AXI DMA in cyclic bd mode

Hello,

I have been trying for days to get the AXI DMA IP core to run in cyclic bd mode with PYNQ. I have followed the programming sequence from the product guide (PG021). I only want to use the S2MM channel. So I created a buffer with pynq.allocate() and an array of descriptors, with the last descriptor pointing back to the first. Then I used the programming sequence from scatter/gather mode:

A DMA operation for the S2MM channel is set up and started by using the following sequence:

1. Write the address of the starting descriptor to the Current Descriptor register. If AXI DMA is configured for an address space greater than 32, then also program the MSB 32 bits of the current descriptor.

2. Start the S2MM channel running by setting the run/stop bit to 1 (S2MM_DMACR.RS =1).

3. The halted bit (DMASR.Halted) should deassert indicating the S2MM channel is running.

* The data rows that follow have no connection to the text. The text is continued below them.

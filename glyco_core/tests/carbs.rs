use chrono::{DateTime, Duration, TimeZone, Utc};
use glyco_core::carbs::{carb_effects, carb_statuses, carbs_on_board};
use glyco_core::config::CarbModelCfg;
use glyco_core::util::grid_points;
use glyco_core::{DailySchedule, GlucoseEffectVelocity, ScheduleKind, ScheduleTable};
use glyco_core::error::ForecastError;
use glyco_traits::{CarbRecord, ScheduleEntry};

fn at(m: i64) -> DateTime<Utc> {
    Utc.with_ymd_and_hms(2024, 3, 1, 12, 0, 0).unwrap() + Duration::minutes(m)
}

fn constant(v: f64) -> ScheduleTable<f64> {
    DailySchedule::constant(v).table_between(at(-24 * 60), at(24 * 60))
}

fn ice(from: i64, to: i64, rate: f64) -> GlucoseEffectVelocity {
    GlucoseEffectVelocity {
        start: at(from),
        end: at(to),
        rate,
    }
}

const PS: i64 = 60;

#[test]
fn minimum_absorption_without_counteraction() {
    let statuses = carb_statuses(
        &[CarbRecord::new(at(0), 30.0)],
        &[],
        &constant(10.0),
        &constant(50.0),
        &CarbModelCfg::default(),
        at(PS),
    )
    .unwrap();
    let s = &statuses[0];
    assert_eq!(s.carb_sensitivity, 5.0);
    assert_eq!(s.absorption_start, at(10));
    assert_eq!(s.observed_grams, 0.0);
    // 50 min at 30 g / 270 min
    assert!((s.absorbed_grams - 50.0 * 30.0 / 270.0).abs() < 1e-9);
    assert!((s.remaining_grams - (30.0 - 50.0 * 30.0 / 270.0)).abs() < 1e-9);
    assert!((s.time_remaining_minutes - 130.0).abs() < 1e-9);
}

#[test]
fn counteraction_is_credited_as_grams() {
    let statuses = carb_statuses(
        &[CarbRecord::new(at(0), 30.0)],
        &[ice(10, PS, 1.0)],
        &constant(10.0),
        &constant(50.0),
        &CarbModelCfg::default(),
        at(PS),
    )
    .unwrap();
    let s = &statuses[0];
    assert!((s.observed_grams - 10.0).abs() < 1e-9);
    assert!((s.absorbed_grams - 10.0).abs() < 1e-9);
    assert!((carbs_on_board(&statuses) - 20.0).abs() < 1e-9);
}

#[test]
fn counteraction_before_absorption_start_is_ignored() {
    let statuses = carb_statuses(
        &[CarbRecord::new(at(0), 30.0)],
        &[ice(0, 5, 4.0)],
        &constant(10.0),
        &constant(50.0),
        &CarbModelCfg::default(),
        at(PS),
    )
    .unwrap();
    assert_eq!(statuses[0].observed_grams, 0.0);
}

#[test]
fn late_entries_take_no_counteraction() {
    let entry = CarbRecord::new(at(0), 30.0).with_entered_at(at(PS + 5));
    let statuses = carb_statuses(
        &[entry],
        &[ice(10, PS, 1.0)],
        &constant(10.0),
        &constant(50.0),
        &CarbModelCfg::default(),
        at(PS),
    )
    .unwrap();
    let s = &statuses[0];
    assert_eq!(s.observed_grams, 0.0);
    assert_eq!(s.absorbed_grams, 0.0);
    assert_eq!(s.remaining_grams, 30.0);
}

#[test]
fn late_entry_absorbs_nothing_before_prediction_start() {
    // Eaten two hours ago, logged five minutes after the prediction start.
    let entry = CarbRecord::new(at(PS - 120), 60.0).with_entered_at(at(PS + 5));
    let statuses = carb_statuses(
        &[entry],
        &[ice(PS - 100, PS, 1.0)],
        &constant(10.0),
        &constant(50.0),
        &CarbModelCfg::default(),
        at(PS),
    )
    .unwrap();
    let s = &statuses[0];
    assert_eq!(s.absorbed_grams, 0.0);
    assert_eq!(s.remaining_grams, 60.0);
    assert!((s.time_remaining_minutes - 180.0).abs() < 1e-9);
    assert!((carbs_on_board(&statuses) - 60.0).abs() < 1e-9);

    let grid = grid_points(at(PS - 120), at(PS + 300), at(PS), Duration::minutes(5));
    let curve = carb_effects(&statuses, &grid);
    assert!(curve.iter().filter(|e| e.time <= at(PS)).all(|e| e.value == 0.0));
    let done = curve.iter().find(|e| e.time == at(PS + 180)).unwrap();
    assert!((done.value - 300.0).abs() < 1e-9);
}

#[test]
fn future_entries_are_excluded() {
    let statuses = carb_statuses(
        &[CarbRecord::new(at(0), 30.0), CarbRecord::new(at(PS + 1), 15.0)],
        &[],
        &constant(10.0),
        &constant(50.0),
        &CarbModelCfg::default(),
        at(PS),
    )
    .unwrap();
    assert_eq!(statuses.len(), 1);
}

#[test]
fn shared_counteraction_is_split_by_minimum_rate() {
    let statuses = carb_statuses(
        &[CarbRecord::new(at(0), 30.0), CarbRecord::new(at(0), 30.0)],
        &[ice(10, PS, 1.0)],
        &constant(10.0),
        &constant(50.0),
        &CarbModelCfg::default(),
        at(PS),
    )
    .unwrap();
    let observed: f64 = statuses.iter().map(|s| s.observed_grams).sum();
    assert!((observed - 10.0).abs() < 1e-9);
    assert!((statuses[0].observed_grams - statuses[1].observed_grams).abs() < 1e-9);
}

#[test]
fn observed_grams_never_exceed_entry() {
    let statuses = carb_statuses(
        &[CarbRecord::new(at(0), 10.0)],
        &[ice(10, PS, 10.0)],
        &constant(10.0),
        &constant(50.0),
        &CarbModelCfg::default(),
        at(PS),
    )
    .unwrap();
    assert!((statuses[0].observed_grams - 10.0).abs() < 1e-9);
    assert_eq!(statuses[0].remaining_grams, 0.0);
    assert_eq!(statuses[0].time_remaining_minutes, 0.0);
}

#[test]
fn effect_curve_rises_to_full_entry() {
    let statuses = carb_statuses(
        &[CarbRecord::new(at(0), 30.0)],
        &[ice(10, PS, 1.0)],
        &constant(10.0),
        &constant(50.0),
        &CarbModelCfg::default(),
        at(PS),
    )
    .unwrap();
    let grid = grid_points(at(0), at(300), at(PS), Duration::minutes(5));
    let curve = carb_effects(&statuses, &grid);
    assert_eq!(curve[0].value, 0.0);
    assert!(curve.windows(2).all(|w| w[1].value >= w[0].value - 1e-12));
    // 20 g left over 130 min: done by 190 min
    let done = curve.iter().find(|e| e.time == at(190)).unwrap();
    assert!((done.value - 150.0).abs() < 1e-9);
    assert!((curve.last().unwrap().value - 150.0).abs() < 1e-9);
}

#[test]
fn missing_carb_ratio_is_reported() {
    let ratio = ScheduleTable::new(vec![ScheduleEntry::new(at(30), at(120), 10.0)]).unwrap();
    let err = carb_statuses(
        &[CarbRecord::new(at(0), 30.0)],
        &[],
        &ratio,
        &constant(50.0),
        &CarbModelCfg::default(),
        at(PS),
    )
    .unwrap_err();
    assert_eq!(
        err,
        ForecastError::IncompleteScheduleCoverage {
            schedule: ScheduleKind::CarbRatio,
            at: at(0)
        }
    );
}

4. If desired, enable interrupts by writing a 1 to S2MM_DMACR.IOC_IrqEn and S2MM_DMACR.Err_IrqEn.

5. Write a valid address to the Tail Descriptor register. If AXI DMA is configured for an address space greater than 32, then also program the MSB 32 bits of the current descriptor.

6. Writing to the Tail Descriptor register triggers the DMA to start fetching the descriptors from the memory. The fetched descriptors are processed and any data received from the S2MM streaming channel is written to the memory.

The only thing that needs to be changed then is that the cyclic bit in the control register must be set and the tail descriptor register must be written with a value that is not part of the BD chain (e.g., 0x50).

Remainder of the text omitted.